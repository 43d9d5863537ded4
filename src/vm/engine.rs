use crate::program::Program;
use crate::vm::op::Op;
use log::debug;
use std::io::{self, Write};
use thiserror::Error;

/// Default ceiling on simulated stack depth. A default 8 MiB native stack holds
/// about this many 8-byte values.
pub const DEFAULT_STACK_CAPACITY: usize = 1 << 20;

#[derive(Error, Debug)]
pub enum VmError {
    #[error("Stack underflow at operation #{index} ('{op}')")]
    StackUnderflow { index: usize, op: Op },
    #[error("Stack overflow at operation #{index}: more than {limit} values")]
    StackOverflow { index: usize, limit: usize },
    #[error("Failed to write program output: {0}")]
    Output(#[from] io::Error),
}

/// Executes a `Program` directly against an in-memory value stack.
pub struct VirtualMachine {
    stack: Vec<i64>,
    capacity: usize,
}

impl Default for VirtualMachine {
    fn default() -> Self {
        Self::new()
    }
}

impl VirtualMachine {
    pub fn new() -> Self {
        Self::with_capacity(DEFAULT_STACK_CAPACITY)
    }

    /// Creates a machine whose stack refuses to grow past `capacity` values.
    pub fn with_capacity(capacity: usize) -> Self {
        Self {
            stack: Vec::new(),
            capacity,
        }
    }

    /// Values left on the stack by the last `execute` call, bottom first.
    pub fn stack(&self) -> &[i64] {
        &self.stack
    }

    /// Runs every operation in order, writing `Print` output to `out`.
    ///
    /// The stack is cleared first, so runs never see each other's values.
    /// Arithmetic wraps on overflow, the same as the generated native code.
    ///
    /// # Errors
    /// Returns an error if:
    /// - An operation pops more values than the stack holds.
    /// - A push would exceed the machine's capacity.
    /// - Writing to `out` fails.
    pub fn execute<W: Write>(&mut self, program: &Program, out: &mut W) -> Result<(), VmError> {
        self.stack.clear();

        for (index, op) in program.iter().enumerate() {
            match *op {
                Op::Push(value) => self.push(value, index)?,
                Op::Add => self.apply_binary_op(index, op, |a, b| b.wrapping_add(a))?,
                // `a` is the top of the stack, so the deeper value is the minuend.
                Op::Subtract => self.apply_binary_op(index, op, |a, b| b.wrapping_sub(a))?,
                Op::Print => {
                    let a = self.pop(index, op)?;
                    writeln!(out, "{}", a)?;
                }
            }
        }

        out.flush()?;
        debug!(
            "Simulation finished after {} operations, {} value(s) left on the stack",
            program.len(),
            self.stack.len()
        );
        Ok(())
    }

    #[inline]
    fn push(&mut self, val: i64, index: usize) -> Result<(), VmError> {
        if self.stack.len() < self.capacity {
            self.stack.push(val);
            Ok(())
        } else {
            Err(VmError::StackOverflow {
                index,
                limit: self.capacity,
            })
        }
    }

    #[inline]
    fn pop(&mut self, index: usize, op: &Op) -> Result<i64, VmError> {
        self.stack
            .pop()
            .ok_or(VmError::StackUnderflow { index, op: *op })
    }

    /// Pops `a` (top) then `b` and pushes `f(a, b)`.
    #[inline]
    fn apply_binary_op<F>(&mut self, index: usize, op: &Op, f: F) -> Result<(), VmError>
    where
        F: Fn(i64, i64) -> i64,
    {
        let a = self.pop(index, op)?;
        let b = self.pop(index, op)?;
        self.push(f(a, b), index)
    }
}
============================================================
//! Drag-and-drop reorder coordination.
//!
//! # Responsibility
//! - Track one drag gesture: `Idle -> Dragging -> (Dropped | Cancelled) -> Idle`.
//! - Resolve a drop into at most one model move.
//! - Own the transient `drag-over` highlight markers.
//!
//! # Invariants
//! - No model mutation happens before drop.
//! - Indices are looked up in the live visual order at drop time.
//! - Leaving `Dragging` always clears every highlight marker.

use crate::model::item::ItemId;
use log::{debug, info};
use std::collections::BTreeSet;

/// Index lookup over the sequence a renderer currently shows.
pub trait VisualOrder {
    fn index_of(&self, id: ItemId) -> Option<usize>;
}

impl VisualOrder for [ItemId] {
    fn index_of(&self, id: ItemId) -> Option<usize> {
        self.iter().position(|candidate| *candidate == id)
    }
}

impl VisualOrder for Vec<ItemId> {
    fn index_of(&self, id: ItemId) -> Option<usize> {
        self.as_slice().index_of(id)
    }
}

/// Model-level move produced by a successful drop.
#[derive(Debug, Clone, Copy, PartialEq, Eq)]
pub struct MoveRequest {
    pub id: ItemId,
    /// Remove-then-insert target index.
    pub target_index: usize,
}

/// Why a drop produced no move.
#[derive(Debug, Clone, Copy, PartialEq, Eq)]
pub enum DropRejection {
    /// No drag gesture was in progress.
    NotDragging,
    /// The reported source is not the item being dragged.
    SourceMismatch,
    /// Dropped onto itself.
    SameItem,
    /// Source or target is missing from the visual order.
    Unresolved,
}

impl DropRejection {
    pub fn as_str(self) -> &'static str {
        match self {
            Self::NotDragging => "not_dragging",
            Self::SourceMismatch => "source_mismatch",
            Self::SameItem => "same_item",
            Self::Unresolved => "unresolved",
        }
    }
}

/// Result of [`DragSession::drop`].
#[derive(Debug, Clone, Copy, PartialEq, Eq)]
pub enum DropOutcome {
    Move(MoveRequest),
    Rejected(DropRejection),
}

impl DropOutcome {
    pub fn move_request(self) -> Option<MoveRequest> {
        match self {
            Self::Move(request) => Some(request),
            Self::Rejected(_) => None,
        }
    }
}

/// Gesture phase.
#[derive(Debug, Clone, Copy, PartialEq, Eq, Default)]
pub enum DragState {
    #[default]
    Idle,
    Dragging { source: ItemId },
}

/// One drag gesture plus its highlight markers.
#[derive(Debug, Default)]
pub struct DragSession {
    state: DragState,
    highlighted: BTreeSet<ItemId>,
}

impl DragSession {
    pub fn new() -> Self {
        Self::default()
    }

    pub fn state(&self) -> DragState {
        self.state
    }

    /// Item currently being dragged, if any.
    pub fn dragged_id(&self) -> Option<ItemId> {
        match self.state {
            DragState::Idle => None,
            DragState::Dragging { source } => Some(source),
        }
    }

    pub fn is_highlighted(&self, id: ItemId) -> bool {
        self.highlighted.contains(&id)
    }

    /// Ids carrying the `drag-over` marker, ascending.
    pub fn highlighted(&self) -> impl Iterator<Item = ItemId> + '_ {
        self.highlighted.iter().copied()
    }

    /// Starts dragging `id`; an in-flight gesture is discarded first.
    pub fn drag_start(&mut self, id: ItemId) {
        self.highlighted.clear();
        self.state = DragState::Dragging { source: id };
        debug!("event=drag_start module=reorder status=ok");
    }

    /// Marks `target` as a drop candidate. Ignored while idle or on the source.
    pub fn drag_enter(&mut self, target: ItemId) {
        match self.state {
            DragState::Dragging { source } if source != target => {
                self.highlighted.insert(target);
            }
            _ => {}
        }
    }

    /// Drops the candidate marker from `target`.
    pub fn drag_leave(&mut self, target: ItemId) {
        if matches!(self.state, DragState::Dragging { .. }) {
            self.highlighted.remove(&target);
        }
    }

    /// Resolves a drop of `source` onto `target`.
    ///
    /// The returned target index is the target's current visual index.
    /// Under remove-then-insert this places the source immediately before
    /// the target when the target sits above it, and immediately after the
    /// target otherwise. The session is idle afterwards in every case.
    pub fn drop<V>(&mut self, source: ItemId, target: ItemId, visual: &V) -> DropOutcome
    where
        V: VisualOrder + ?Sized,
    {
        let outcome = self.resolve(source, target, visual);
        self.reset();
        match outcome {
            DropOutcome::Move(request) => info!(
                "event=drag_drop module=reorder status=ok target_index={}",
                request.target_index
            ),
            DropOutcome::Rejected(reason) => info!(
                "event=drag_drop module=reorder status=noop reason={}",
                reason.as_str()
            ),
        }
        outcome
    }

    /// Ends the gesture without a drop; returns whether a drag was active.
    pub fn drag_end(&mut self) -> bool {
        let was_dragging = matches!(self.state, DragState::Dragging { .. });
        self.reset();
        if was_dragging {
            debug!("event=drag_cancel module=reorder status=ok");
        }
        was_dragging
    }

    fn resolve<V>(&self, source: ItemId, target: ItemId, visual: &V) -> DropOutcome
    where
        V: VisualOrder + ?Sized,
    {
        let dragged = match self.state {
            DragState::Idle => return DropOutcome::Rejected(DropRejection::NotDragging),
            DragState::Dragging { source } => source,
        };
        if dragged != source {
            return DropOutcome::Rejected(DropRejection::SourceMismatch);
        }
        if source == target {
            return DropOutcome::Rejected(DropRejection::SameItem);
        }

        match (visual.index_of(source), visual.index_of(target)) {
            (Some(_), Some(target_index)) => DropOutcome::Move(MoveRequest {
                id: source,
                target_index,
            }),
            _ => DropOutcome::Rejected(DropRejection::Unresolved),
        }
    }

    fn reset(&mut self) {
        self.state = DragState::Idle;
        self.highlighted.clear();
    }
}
============================================================
_TRY IT_
Please copy every line of the data that carries the string "before".

_ANSWER BOX_
//! - No model mutation happens before drop.
    /// Under remove-then-insert this places the source immediately before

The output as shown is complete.